SECURITY · CASE STUDIES

The Hardware Was Retired. The Data Wasn't. Three Case Files.

Disposal failures are unusually well documented — regulators publish the orders, courts publish the settlements. Three cases, the specific control that failed in each, and what the failures cost. All figures below are from public regulatory and court records.

By Brian Boynton Published 9 min read

TL;DR

Improperly disposed hardware is one of the most preventable breach categories on record. Three public cases show the pattern: an unqualified vendor, an unverified assumption, or an unwatched process — each turning routine disposal into eight-figure liability.

  • Morgan Stanley: a moving company hired for data-center decommissioning; devices resold with customer data; over $160M across the OCC, SEC, a class action, and state AGs.
  • Health Net: nine unencrypted server drives unaccounted for at a vendor-managed data center; 1.9 million individuals notified.
  • Brighton & Sussex NHS: ~1,000 drives sent for destruction, at least 252 resurfaced on eBay; a record ICO fine.
  • Every case failed on process, not technology: vendor qualification, serialized reconciliation, verified destruction.
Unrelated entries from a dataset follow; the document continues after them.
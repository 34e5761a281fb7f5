//! PriceSeries — the validated, date-ordered input to every stage.

use chrono::{Duration, NaiveDate};
use serde::{Deserialize, Serialize};
use thiserror::Error;

use super::Bar;

/// Structural problems that make a bar sequence unusable as a series.
///
/// NaN closes are not listed here: gaps are legal and propagate downstream.
#[derive(Debug, Clone, PartialEq, Error)]
pub enum SeriesError {
    #[error("bars out of order: {prev} is followed by {next}")]
    Unsorted { prev: NaiveDate, next: NaiveDate },

    #[error("duplicate bar date: {0}")]
    DuplicateDate(NaiveDate),

    #[error("non-gap close must be finite, got {close} on {date}")]
    NonFiniteClose { date: NaiveDate, close: f64 },

    #[error("close must be positive, got {close} on {date}")]
    NonPositiveClose { date: NaiveDate, close: f64 },
}

/// Ordered bars, strictly increasing by date.
///
/// Built once per backtest and only read afterwards; there is no mutating API.
#[derive(Debug, Clone, PartialEq, Serialize, Deserialize)]
#[serde(try_from = "Vec<Bar>", into = "Vec<Bar>")]
pub struct PriceSeries {
    bars: Vec<Bar>,
}

impl PriceSeries {
    /// Validate ordering and build a series. An empty vector is a valid (empty) series;
    /// the pipeline rejects it later with `InsufficientData`.
    pub fn new(bars: Vec<Bar>) -> Result<Self, SeriesError> {
        for pair in bars.windows(2) {
            let (prev, next) = (pair[0].date, pair[1].date);
            if next == prev {
                return Err(SeriesError::DuplicateDate(next));
            }
            if next < prev {
                return Err(SeriesError::Unsorted { prev, next });
            }
        }
        for bar in &bars {
            if bar.close.is_infinite() {
                return Err(SeriesError::NonFiniteClose {
                    date: bar.date,
                    close: bar.close,
                });
            }
            // Percent returns divide by the previous close.
            if bar.close <= 0.0 {
                return Err(SeriesError::NonPositiveClose {
                    date: bar.date,
                    close: bar.close,
                });
            }
        }
        Ok(Self { bars })
    }

    /// Build a series of consecutive calendar days starting at `start`.
    pub fn from_daily_closes(start: NaiveDate, closes: &[f64]) -> Result<Self, SeriesError> {
        let bars = closes
            .iter()
            .enumerate()
            .map(|(i, &close)| Bar::new(start + Duration::days(i as i64), close))
            .collect();
        Self::new(bars)
    }

    pub fn bars(&self) -> &[Bar] {
        &self.bars
    }

    pub fn len(&self) -> usize {
        self.bars.len()
    }

    pub fn is_empty(&self) -> bool {
        self.bars.is_empty()
    }

    /// Close prices in bar order, NaN for gaps.
    pub fn closes(&self) -> Vec<f64> {
        self.bars.iter().map(|b| b.close).collect()
    }

    pub fn dates(&self) -> Vec<NaiveDate> {
        self.bars.iter().map(|b| b.date).collect()
    }

    pub fn first_date(&self) -> Option<NaiveDate> {
        self.bars.first().map(|b| b.date)
    }

    pub fn last_date(&self) -> Option<NaiveDate> {
        self.bars.last().map(|b| b.date)
    }

    /// Number of gap (NaN close) bars.
    pub fn gap_count(&self) -> usize {
        self.bars.iter().filter(|b| b.is_gap()).count()
    }

    /// Bars from index 0 up to (excluding) `len`. Used for look-ahead checks.
    pub fn truncated(&self, len: usize) -> Self {
        Self {
            bars: self.bars[..len.min(self.bars.len())].to_vec(),
        }
    }
}

impl TryFrom<Vec<Bar>> for PriceSeries {
    type Error = SeriesError;

    fn try_from(bars: Vec<Bar>) -> Result<Self, Self::Error> {
        Self::new(bars)
    }
}

impl From<PriceSeries> for Vec<Bar> {
    fn from(series: PriceSeries) -> Self {
        series.bars
    }
}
01 / THE PATTERNThe breach that requires no hacking

Most breach categories involve an adversary. Disposal breaches mostly don't — they're self-inflicted, and that's precisely why regulators treat them harshly. There is no zero-day to blame when customer data walks out on a decommissioned drive; there is only a process that didn't exist or wasn't followed. The three cases below are unusually valuable because the record is public and specific: consent orders, SEC filings, settlement documents, and regulator penalty notices spell out exactly which control failed.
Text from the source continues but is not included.